Compiled by: Jack Foley

Q. Do women want to be swept off their feet?
A.
Absolutely, love is the ultimate theme, and it’s not just women it’s men. I think it’s the more natural, the highest desire to which we all aspire – we all want to find that person that’s going to love us no matter how our feet smell, no matter how angry we get, no matter the things we say that we don’t mean.

Q. Were you a smoothy when a teenager?
A.
Goofy was the word that was used most often by my sisters, because I’ve been this tall from the time I was 12-years-old and half the weight that I am now, then as I started to fill out I started to gain more confidence but it was a difficult time growing up with women because I was hurt young!
I was about 10-years-old and Stacey Brooks promised me the last dance at Sean Haw’s birthday party and I was prepared I was there I was ready and I turned around and she’s on the floor with David Brandon – and I’ve been scarred from that moment – and I’m getting over it, and I think I’m going to be ok!

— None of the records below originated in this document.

#[cfg(test)]
mod tests {
    use rust_decimal::Decimal;
    use serde_json::json;

    use crate::domain::product::{ProductCatalog, ProductRef};
    use crate::errors::AuditError;

    use super::{QuoteValidator, ValidatorConfig};

    fn catalog() -> ProductCatalog {
        ProductCatalog::new(vec![
            ProductRef {
                product_code: "LAPTOP13".to_string(),
                list_price: Decimal::new(130_000, 2),
            },
            ProductRef {
                product_code: "MONITOR4K".to_string(),
                list_price: Decimal::new(40_000, 2),
            },
        ])
    }

    fn validator() -> QuoteValidator {
        QuoteValidator::new(catalog(), ValidatorConfig::default())
    }

    #[test]
    fn incorrect_unit_price_is_recomputed_from_list_and_discount() {
        let candidate = json!({
            "quote_lines": [{
                "product_code": "LAPTOP13",
                "quantity": 2,
                "list_price": 1300,
                "unit_price": 1000,
                "discount_percent": 20,
                "total_price": 2080.00,
                "rules_applied": ["Standard Laptop Discount"]
            }],
            "quote_summary": { "subtotal": 2600.00, "total_discount": 520.00, "net_total": 2080.00 }
        });

        let audited = validator().validate(&candidate).expect("validate");

        let line = &audited.quote_lines[0];
        assert_eq!(line.unit_price, Decimal::new(104_000, 2));
        assert_eq!(line.total_price, Decimal::new(208_000, 2));
        assert_eq!(audited.warnings.len(), 1);
        assert!(audited.warnings[0].contains("Unit price corrected for LAPTOP13"));
        assert!(audited.warnings[0].contains("1000"));
        assert!(audited.warnings[0].contains("1040"));
    }

    #[test]
    fn discount_above_hundred_is_clamped() {
        let candidate = json!({
            "quote_lines": [{
                "product_code": "LAPTOP13",
                "quantity": 1,
                "list_price": 1300,
                "unit_price": 0.00,
                "discount_percent": 150,
                "total_price": 0.00
            }],
            "quote_summary": { "subtotal": 1300.00, "total_discount": 1300.00, "net_total": 0.00 }
        });

        let audited = validator().validate(&candidate).expect("validate");

        let line = &audited.quote_lines[0];
        assert_eq!(line.discount_percent, Decimal::new(100, 0));
        assert_eq!(line.unit_price, Decimal::ZERO);
        assert_eq!(audited.warnings.len(), 1);
        assert!(audited.warnings[0].contains("Discount 150% out of range"));
        assert!(audited.warnings[0].contains("clamped to 100%"));
    }

    #[test]
    fn negative_discount_is_clamped_to_zero() {
        let candidate = json!({
            "quote_lines": [{
                "product_code": "MONITOR4K",
                "quantity": 1,
                "list_price": 400,
                "unit_price": 400.00,
                "discount_percent": -10,
                "total_price": 400.00
            }],
            "quote_summary": { "subtotal": 400.00, "total_discount": 0.00, "net_total": 400.00 }
        });

        let audited = validator().validate(&candidate).expect("validate");

        assert_eq!(audited.quote_lines[0].discount_percent, Decimal::ZERO);
        assert_eq!(audited.quote_lines[0].unit_price, Decimal::new(40_000, 2));
        assert_eq!(audited.warnings.len(), 1);
        assert!(audited.warnings[0].contains("clamped to 0%"));
    }

    #[test]
    fn line_without_product_code_is_dropped_with_one_warning() {
        let candidate = json!({
            "quote_lines": [
                { "quantity": 3, "list_price": 50, "unit_price": 50, "discount_percent": 0, "total_price": 150 },
                { "product_code": "MONITOR4K", "quantity": 1, "list_price": 400,
                  "unit_price": 400.00, "discount_percent": 0, "total_price": 400.00 }
            ],
            "quote_summary": { "subtotal": 400.00, "total_discount": 0.00, "net_total": 400.00 }
        });

        let audited = validator().validate(&candidate).expect("validate");

        assert_eq!(audited.quote_lines.len(), 1);
        assert_eq!(audited.quote_lines[0].product_code, "MONITOR4K");
        assert_eq!(audited.warnings.len(), 1);
        assert!(audited.warnings[0].contains("Line 1 missing product_code"));
    }

    #[test]
    fn non_numeric_quantity_is_coerced_to_one() {
        let candidate = json!({
            "quote_lines": [{
                "product_code": "MONITOR4K",
                "quantity": "plenty",
                "list_price": 400,
                "unit_price": 400.00,
                "discount_percent": 0,
                "total_price": 400.00
            }],
            "quote_summary": { "subtotal": 400.00, "total_discount": 0.00, "net_total": 400.00 }
        });

        let audited = validator().validate(&candidate).expect("validate");

        assert_eq!(audited.quote_lines[0].quantity, Decimal::ONE);
        assert_eq!(audited.warnings.len(), 1);
        assert!(audited.warnings[0].contains("Invalid quantity (\"plenty\") for MONITOR4K"));
    }

    #[test]
    fn zero_quantity_warning_cites_original_value() {
        let candidate = json!({
            "quote_lines": [{
                "product_code": "MONITOR4K",
                "quantity": 0,
                "list_price": 400,
                "unit_price": 400.00,
                "discount_percent": 0,
                "total_price": 400.00
            }],
            "quote_summary": { "subtotal": 400.00, "total_discount": 0.00, "net_total": 400.00 }
        });

        let audited = validator().validate(&candidate).expect("validate");

        assert_eq!(audited.quote_lines[0].quantity, Decimal::ONE);
        assert!(audited.warnings[0].contains("Invalid quantity (0)"));
    }

    #[test]
    fn catalog_price_overrides_reported_list_price() {
        let candidate = json!({
            "quote_lines": [{
                "product_code": "LAPTOP13",
                "quantity": 1,
                "list_price": 999,
                "unit_price": 999.00,
                "discount_percent": 0,
                "total_price": 999.00
            }],
            "quote_summary": { "subtotal": 1300.00, "total_discount": 0.00, "net_total": 1300.00 }
        });

        let audited = validator().validate(&candidate).expect("validate");

        let line = &audited.quote_lines[0];
        assert_eq!(line.list_price, Decimal::new(130_000, 2));
        assert_eq!(line.unit_price, Decimal::new(130_000, 2));
        assert!(audited
            .warnings
            .iter()
            .any(|warning| warning.contains("List price corrected for LAPTOP13")));
    }

    #[test]
    fn unknown_product_keeps_reported_list_price() {
        let candidate = json!({
            "quote_lines": [{
                "product_code": "FIREWALL",
                "quantity": 1,
                "list_price": 2400,
                "unit_price": 2400.00,
                "discount_percent": 0,
                "total_price": 2400.00
            }],
            "quote_summary": { "subtotal": 2400.00, "total_discount": 0.00, "net_total": 2400.00 }
        });

        let audited = validator().validate(&candidate).expect("validate");

        assert_eq!(audited.quote_lines[0].list_price, Decimal::new(2_400, 0));
        assert!(audited.warnings.is_empty());
    }

    #[test]
    fn summary_is_rebuilt_from_corrected_lines() {
        let candidate = json!({
            "quote_lines": [
                { "product_code": "LAPTOP13", "quantity": 2, "list_price": 1300,
                  "unit_price": 1040.00, "discount_percent": 20, "total_price": 2080.00 },
                { "product_code": "MONITOR4K", "quantity": 3, "list_price": 400,
                  "unit_price": 360.00, "discount_percent": 10, "total_price": 1080.00 }
            ],
            "quote_summary": { "subtotal": 9999.00, "total_discount": 0.00, "net_total": 1.00 }
        });

        let audited = validator().validate(&candidate).expect("validate");

        assert_eq!(audited.quote_summary.subtotal, Decimal::new(380_000, 2));
        assert_eq!(audited.quote_summary.net_total, Decimal::new(316_000, 2));
        assert_eq!(
            audited.quote_summary.total_discount,
            audited.quote_summary.subtotal - audited.quote_summary.net_total
        );
        assert!(audited.warnings.iter().any(|warning| warning.contains("Subtotal corrected")));
        assert!(audited.warnings.iter().any(|warning| warning.contains("Net total corrected")));
    }

    #[test]
    fn line_arithmetic_invariants_hold_after_audit() {
        let candidate = json!({
            "quote_lines": [
                { "product_code": "LAPTOP13", "quantity": 7, "list_price": 1300,
                  "unit_price": 1.00, "discount_percent": 12.5, "total_price": 1.00 },
                { "product_code": "UNLISTED", "quantity": 3, "list_price": 19.99,
                  "unit_price": 1.00, "discount_percent": 33.33, "total_price": 1.00 }
            ],
            "quote_summary": {}
        });

        let audited = validator().validate(&candidate).expect("validate");

        let hundred = Decimal::new(100, 0);
        for line in &audited.quote_lines {
            let expected_unit =
                line.list_price * (Decimal::ONE - line.discount_percent / hundred);
            assert!((line.unit_price - expected_unit).abs() <= Decimal::new(1, 4));
            assert!(
                (line.total_price - line.unit_price * line.quantity).abs() <= Decimal::new(1, 2)
            );
        }
        let net: Decimal = audited.quote_lines.iter().map(|line| line.total_price).sum();
        assert_eq!(audited.quote_summary.net_total, net);
    }

    #[test]
    fn validation_is_idempotent() {
        let candidate = json!({
            "quote_lines": [
                { "product_code": "LAPTOP13", "quantity": 2, "list_price": 1300,
                  "unit_price": 1000, "discount_percent": 20, "total_price": 2000 },
                { "quantity": 1, "list_price": 10 },
                { "product_code": "MONITOR4K", "quantity": -4, "list_price": 400,
                  "unit_price": 400, "discount_percent": 120, "total_price": 400 }
            ],
            "quote_summary": { "subtotal": 1.00, "total_discount": 2.00, "net_total": 3.00 },
            "approval": { "required": true, "chain": "Sales Manager", "reason": "large deal" },
            "intent": { "action": "create_quote" }
        });

        let first = validator().validate(&candidate).expect("first pass");
        let reencoded = serde_json::to_value(&first).expect("serialize audited document");
        let second = validator().validate(&reencoded).expect("second pass");

        assert_eq!(second, first);
        assert_eq!(second.warnings, first.warnings);
    }

    #[test]
    fn non_object_root_is_a_hard_failure() {
        let validator = validator();
        assert_eq!(validator.validate(&json!([])), Err(AuditError::InputShape));
        assert_eq!(validator.validate(&json!("quote")), Err(AuditError::InputShape));
        assert_eq!(validator.validate(&json!(null)), Err(AuditError::InputShape));
    }

    #[test]
    fn incoming_warnings_are_retained_and_appended_to() {
        let candidate = json!({
            "quote_lines": [{
                "product_code": "LAPTOP13",
                "quantity": 2,
                "list_price": 1300,
                "unit_price": 1000,
                "discount_percent": 20,
                "total_price": 2080.00
            }],
            "quote_summary": { "subtotal": 2600.00, "total_discount": 520.00, "net_total": 2080.00 },
            "warnings": ["Generated for account EMAIL_0"]
        });

        let audited = validator().validate(&candidate).expect("validate");

        assert_eq!(audited.warnings.len(), 2);
        assert_eq!(audited.warnings[0], "Generated for account EMAIL_0");
        assert!(audited.warnings[1].contains("Unit price corrected"));
    }

    #[test]
    fn approval_and_intent_pass_through() {
        let candidate = json!({
            "quote_lines": [],
            "quote_summary": { "subtotal": 0, "total_discount": 0, "net_total": 0 },
            "approval": { "required": true, "chain": "Sales Manager > VP Sales", "reason": "threshold" },
            "intent": { "action": "create_quote", "products": ["LAPTOP13"] }
        });

        let audited = validator().validate(&candidate).expect("validate");

        assert!(audited.approval.required);
        assert_eq!(audited.approval.chain, "Sales Manager > VP Sales");
        assert_eq!(audited.intent, Some(json!({ "action": "create_quote", "products": ["LAPTOP13"] })));
        assert!(audited.warnings.is_empty());
    }

    #[test]
    fn drift_within_tolerance_is_not_flagged() {
        let candidate = json!({
            "quote_lines": [{
                "product_code": "MONITOR4K",
                "quantity": 1,
                "list_price": 400,
                "unit_price": 399.995,
                "discount_percent": 0,
                "total_price": 400.004
            }],
            "quote_summary": { "subtotal": 400.00, "total_discount": 0.00, "net_total": 400.00 }
        });

        let audited = validator().validate(&candidate).expect("validate");

        assert!(audited.warnings.is_empty());
        assert_eq!(audited.quote_lines[0].unit_price, Decimal::new(40_000, 2));
        assert_eq!(audited.quote_lines[0].total_price, Decimal::new(40_000, 2));
    }

    #[test]
    fn tolerance_is_configurable() {
        let strict = QuoteValidator::new(
            catalog(),
            ValidatorConfig { price_tolerance: Decimal::new(1, 4) },
        );
        let candidate = json!({
            "quote_lines": [{
                "product_code": "MONITOR4K",
                "quantity": 1,
                "list_price": 400,
                "unit_price": 399.995,
                "discount_percent": 0,
                "total_price": 400.00
            }],
            "quote_summary": { "subtotal": 400.00, "total_discount": 0.00, "net_total": 400.00 }
        });

        let audited = strict.validate(&candidate).expect("validate");
        assert!(audited.warnings.iter().any(|warning| warning.contains("Unit price corrected")));
    }
}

Q. Do you have any allergies like the one suffered by your character in the film?
A.
Yes, and it’s really weird cause Stacey Brooks was that girl when I was growing up, so all the bad stuff that happened – happened around Stacey Brooks. I actually had an experience where things were heating up as much as they can when you’re 11 where I thought she was starting to like me and I got stung by a bee – that allergic reaction in the movie is actually how I look when I get stung, so Stacey actually saw me like that.
Whereas in the movie it was endearing, when you’re 11 it freaks the girls out – when they see you look like that they want you to get the hell away from them basically. So that didn’t work out either.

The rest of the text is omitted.